_EXERCISE GOAL_. For this exercise, restate the data below with no change at all.

_DATA SECTION_.
Content starts

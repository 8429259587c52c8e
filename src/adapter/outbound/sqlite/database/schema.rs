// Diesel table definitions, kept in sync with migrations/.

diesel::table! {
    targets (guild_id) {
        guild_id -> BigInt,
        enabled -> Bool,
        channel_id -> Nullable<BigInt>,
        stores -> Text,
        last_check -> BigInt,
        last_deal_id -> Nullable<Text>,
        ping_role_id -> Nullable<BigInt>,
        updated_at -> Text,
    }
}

Content ends

_FINISHED TASK_.
repository 8429259587c52c8e
filename src/adapter/outbound/sqlite/database/schema.rs
// Diesel table definitions, kept in sync with migrations/.

diesel::table! {
    targets (guild_id) {
        guild_id -> BigInt,
        enabled -> Bool,
        channel_id -> Nullable<BigInt>,
        stores -> Text,
        last_check -> BigInt,
        last_deal_id -> Nullable<Text>,
        ping_role_id -> Nullable<BigInt>,
        updated_at -> Text,
    }
}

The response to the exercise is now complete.